- Work to be completed
Select from the records below every line that has the word "stored" in it.

═════ Data

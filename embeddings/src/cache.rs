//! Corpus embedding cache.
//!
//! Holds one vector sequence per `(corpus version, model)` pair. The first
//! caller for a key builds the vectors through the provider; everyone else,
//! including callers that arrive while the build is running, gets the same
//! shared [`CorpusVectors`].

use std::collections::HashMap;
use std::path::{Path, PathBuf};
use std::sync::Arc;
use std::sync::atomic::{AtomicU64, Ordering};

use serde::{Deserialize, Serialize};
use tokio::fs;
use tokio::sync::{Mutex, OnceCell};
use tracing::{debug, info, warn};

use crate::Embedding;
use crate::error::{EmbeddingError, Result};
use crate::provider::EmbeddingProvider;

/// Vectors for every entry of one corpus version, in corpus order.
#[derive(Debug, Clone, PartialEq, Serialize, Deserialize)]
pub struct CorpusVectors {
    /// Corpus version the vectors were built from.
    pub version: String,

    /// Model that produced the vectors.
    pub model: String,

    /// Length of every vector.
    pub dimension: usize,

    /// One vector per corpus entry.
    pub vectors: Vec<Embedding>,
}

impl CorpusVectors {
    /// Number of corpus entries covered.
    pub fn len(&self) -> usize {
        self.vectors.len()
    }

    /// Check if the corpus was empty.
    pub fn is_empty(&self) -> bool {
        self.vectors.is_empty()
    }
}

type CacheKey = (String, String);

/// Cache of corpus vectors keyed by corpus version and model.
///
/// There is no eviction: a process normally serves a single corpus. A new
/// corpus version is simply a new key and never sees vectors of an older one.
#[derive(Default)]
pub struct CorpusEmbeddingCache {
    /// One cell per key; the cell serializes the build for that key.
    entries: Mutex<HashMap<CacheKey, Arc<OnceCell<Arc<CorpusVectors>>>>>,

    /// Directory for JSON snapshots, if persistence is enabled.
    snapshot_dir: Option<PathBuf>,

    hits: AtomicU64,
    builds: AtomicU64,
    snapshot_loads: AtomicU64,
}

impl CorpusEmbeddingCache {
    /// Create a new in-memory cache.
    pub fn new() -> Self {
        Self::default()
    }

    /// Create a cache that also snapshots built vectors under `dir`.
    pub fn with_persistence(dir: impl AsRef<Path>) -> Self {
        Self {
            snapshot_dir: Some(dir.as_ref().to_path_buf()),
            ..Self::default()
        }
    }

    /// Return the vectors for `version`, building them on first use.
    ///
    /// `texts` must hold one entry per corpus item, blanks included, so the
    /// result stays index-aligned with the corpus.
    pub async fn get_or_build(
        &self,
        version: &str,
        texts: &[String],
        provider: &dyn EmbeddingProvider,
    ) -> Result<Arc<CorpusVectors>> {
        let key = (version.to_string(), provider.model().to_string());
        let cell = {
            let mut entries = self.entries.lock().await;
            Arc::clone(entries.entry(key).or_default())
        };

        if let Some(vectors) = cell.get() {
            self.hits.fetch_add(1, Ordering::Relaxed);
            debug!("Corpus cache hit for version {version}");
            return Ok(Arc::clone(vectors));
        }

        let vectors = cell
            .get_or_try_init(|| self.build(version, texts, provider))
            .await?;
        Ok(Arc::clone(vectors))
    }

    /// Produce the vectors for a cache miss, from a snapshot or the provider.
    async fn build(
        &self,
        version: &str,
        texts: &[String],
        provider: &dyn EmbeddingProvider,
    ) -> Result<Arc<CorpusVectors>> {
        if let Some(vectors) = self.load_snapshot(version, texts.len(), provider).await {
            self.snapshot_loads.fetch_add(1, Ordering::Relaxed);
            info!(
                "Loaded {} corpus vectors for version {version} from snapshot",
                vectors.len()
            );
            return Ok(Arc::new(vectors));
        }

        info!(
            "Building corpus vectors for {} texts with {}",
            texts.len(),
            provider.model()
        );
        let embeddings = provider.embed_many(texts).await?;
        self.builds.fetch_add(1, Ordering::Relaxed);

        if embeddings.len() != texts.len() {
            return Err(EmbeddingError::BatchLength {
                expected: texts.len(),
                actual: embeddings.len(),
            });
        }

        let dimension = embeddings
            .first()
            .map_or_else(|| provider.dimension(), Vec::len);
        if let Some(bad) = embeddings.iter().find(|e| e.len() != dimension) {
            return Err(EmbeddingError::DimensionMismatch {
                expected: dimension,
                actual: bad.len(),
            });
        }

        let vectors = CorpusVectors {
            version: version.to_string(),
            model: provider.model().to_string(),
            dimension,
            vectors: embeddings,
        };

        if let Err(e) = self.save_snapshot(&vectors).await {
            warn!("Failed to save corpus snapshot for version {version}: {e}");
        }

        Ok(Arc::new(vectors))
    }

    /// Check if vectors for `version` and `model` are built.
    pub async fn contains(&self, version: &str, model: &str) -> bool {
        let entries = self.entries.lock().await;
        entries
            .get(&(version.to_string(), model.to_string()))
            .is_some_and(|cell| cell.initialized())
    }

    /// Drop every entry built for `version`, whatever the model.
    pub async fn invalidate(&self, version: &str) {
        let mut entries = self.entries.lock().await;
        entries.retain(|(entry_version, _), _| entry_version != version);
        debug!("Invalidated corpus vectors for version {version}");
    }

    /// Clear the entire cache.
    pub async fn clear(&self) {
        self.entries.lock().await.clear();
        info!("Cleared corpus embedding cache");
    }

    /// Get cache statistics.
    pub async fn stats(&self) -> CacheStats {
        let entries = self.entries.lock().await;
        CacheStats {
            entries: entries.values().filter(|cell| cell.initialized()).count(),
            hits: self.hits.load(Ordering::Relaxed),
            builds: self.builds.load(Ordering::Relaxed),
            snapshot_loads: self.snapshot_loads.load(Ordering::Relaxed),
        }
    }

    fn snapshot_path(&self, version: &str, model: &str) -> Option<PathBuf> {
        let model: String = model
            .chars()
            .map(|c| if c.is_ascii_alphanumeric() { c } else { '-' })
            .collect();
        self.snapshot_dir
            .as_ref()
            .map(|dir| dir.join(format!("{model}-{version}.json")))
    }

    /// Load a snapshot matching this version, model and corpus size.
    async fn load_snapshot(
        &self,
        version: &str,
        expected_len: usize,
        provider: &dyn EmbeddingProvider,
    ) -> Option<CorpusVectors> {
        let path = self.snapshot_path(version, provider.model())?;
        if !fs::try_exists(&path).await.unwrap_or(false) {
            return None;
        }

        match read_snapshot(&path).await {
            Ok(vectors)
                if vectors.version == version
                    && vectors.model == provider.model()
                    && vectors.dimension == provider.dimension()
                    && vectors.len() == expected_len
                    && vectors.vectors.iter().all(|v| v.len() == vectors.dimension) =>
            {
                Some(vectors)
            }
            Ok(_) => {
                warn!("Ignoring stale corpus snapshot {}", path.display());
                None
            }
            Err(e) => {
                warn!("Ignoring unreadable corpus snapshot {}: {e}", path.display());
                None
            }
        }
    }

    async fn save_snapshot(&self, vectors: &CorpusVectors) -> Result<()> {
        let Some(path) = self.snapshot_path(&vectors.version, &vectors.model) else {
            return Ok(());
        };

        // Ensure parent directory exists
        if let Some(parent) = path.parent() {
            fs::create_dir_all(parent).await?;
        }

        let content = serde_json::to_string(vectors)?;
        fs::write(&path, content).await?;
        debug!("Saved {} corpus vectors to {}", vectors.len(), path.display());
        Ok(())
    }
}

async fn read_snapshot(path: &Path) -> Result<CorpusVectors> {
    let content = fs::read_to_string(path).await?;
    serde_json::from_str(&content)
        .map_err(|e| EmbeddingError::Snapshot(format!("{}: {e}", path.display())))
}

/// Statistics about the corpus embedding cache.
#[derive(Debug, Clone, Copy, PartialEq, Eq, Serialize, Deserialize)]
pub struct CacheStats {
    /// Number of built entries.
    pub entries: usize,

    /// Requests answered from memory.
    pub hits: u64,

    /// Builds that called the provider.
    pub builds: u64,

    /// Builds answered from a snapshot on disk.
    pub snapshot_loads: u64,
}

══════════
═════ Data

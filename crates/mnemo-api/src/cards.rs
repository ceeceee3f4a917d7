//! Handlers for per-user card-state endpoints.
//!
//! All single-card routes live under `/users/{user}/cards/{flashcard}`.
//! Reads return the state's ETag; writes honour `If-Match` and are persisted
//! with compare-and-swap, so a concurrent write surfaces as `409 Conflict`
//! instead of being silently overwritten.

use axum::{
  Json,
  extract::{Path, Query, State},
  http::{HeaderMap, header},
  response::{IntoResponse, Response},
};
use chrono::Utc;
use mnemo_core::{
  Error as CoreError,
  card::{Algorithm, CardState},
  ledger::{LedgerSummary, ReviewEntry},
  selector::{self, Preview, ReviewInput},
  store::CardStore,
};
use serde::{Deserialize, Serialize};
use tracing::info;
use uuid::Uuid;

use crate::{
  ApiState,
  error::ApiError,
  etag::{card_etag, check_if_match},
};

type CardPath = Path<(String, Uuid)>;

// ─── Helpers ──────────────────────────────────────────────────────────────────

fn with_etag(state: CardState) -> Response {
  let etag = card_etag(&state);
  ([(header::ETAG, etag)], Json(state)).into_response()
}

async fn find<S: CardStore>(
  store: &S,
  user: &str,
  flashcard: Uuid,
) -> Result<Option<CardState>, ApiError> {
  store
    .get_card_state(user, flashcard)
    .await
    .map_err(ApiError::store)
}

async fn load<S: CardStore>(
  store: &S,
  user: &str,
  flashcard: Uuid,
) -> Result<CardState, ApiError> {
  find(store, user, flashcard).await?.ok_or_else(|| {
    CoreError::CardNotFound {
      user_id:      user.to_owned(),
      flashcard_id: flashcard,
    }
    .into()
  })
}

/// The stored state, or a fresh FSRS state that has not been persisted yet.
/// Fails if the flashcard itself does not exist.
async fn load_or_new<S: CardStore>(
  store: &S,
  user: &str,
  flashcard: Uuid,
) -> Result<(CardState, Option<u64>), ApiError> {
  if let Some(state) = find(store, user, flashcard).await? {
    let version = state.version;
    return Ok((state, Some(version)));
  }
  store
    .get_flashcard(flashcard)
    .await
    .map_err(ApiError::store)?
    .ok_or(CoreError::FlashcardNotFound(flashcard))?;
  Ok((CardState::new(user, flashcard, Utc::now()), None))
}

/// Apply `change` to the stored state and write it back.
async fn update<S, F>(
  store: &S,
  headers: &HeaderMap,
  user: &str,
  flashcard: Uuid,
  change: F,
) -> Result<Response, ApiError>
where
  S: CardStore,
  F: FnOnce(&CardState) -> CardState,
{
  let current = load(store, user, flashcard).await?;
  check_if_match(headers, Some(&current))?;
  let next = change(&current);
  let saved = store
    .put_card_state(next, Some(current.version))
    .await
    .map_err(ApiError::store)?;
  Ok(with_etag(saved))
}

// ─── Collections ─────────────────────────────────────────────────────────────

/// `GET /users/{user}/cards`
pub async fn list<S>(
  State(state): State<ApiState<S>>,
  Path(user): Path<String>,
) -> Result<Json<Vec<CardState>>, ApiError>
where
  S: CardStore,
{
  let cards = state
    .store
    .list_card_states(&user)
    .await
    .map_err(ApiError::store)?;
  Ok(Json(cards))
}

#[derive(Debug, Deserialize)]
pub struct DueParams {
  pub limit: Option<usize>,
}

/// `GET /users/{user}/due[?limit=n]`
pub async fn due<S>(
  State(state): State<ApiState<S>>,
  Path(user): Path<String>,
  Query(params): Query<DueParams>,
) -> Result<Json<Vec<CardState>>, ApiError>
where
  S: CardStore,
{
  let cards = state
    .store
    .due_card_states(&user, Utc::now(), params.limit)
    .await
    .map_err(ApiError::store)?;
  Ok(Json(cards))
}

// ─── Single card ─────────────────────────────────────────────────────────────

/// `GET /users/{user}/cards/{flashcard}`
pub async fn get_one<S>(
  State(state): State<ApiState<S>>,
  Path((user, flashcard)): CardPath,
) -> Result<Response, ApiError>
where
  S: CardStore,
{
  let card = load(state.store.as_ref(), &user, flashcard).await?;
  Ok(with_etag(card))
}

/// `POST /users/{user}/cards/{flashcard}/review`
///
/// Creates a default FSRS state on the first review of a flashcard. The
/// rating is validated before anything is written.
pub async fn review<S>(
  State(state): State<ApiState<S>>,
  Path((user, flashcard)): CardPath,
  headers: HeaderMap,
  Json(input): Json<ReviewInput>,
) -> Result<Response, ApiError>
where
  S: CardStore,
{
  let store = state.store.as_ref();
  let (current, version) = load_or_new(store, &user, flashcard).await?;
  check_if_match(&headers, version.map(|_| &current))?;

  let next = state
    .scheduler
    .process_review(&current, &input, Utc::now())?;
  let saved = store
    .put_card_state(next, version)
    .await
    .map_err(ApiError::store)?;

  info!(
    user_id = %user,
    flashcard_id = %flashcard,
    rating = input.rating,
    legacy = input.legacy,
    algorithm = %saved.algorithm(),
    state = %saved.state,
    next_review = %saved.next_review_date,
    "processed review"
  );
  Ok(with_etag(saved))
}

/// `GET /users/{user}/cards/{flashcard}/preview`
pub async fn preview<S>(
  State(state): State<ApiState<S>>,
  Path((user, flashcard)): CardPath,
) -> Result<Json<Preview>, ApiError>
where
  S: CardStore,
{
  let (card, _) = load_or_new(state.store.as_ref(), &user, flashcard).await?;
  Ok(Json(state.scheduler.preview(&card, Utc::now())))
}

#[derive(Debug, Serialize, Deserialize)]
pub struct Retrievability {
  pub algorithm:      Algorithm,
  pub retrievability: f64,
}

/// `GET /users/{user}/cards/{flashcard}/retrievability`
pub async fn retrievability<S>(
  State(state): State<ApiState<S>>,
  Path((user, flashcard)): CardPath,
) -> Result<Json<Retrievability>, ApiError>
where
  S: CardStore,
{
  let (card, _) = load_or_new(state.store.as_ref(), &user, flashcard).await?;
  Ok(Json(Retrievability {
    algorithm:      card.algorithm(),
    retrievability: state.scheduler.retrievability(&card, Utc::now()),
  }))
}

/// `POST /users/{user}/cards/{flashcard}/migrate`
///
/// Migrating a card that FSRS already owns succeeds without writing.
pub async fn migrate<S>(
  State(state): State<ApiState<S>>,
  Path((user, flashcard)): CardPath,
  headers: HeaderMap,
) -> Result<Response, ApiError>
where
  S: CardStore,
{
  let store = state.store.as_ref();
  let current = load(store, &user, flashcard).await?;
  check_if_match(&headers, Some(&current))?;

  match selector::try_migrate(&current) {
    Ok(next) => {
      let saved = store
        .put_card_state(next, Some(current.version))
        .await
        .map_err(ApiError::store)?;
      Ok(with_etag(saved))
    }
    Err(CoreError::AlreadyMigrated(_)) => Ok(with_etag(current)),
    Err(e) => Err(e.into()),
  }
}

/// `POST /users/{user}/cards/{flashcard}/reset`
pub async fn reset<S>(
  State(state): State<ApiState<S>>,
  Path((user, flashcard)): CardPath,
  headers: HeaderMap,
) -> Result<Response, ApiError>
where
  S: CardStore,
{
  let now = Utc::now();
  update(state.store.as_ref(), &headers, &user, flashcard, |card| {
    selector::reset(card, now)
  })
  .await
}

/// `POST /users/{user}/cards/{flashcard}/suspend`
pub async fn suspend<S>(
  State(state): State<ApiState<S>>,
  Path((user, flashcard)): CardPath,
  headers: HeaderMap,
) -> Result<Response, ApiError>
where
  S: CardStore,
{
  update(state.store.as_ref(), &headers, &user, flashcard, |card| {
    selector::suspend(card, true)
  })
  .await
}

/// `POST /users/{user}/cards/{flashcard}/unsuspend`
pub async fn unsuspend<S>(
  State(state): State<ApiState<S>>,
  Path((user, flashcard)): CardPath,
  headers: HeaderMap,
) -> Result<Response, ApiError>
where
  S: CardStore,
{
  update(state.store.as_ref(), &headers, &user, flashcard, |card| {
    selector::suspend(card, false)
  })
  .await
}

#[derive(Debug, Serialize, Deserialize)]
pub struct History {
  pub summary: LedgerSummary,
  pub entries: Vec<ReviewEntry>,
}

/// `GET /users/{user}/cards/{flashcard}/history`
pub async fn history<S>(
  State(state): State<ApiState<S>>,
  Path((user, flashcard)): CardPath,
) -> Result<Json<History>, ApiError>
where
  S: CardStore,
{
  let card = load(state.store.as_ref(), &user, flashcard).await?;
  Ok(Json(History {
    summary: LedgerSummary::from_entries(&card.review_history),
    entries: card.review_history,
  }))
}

══════════
═════ Data

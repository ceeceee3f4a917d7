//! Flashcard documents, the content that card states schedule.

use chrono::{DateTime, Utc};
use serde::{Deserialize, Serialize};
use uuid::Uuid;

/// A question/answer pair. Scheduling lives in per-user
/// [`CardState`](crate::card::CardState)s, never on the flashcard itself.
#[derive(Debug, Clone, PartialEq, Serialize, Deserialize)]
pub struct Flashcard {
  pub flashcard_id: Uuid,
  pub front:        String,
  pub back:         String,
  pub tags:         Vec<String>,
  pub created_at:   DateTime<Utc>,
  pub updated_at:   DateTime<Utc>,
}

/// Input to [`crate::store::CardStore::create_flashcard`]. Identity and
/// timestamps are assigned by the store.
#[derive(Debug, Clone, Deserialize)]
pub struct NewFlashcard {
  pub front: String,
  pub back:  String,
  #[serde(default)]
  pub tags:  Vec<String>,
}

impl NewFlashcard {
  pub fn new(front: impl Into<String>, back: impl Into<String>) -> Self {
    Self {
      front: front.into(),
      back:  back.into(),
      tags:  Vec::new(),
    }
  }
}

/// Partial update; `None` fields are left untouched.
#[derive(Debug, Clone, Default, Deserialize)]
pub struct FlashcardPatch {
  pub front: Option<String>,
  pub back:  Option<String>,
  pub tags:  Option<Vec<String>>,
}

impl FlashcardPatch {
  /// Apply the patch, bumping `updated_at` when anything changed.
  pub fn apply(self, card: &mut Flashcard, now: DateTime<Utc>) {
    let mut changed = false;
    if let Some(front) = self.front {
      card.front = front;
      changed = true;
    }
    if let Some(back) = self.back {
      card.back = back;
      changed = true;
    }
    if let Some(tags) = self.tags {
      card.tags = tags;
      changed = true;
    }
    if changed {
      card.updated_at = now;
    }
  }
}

══════════

- Solved problem
/// The stored state, or a fresh FSRS state that has not been persisted yet.
/// Apply `change` to the stored state and write it back.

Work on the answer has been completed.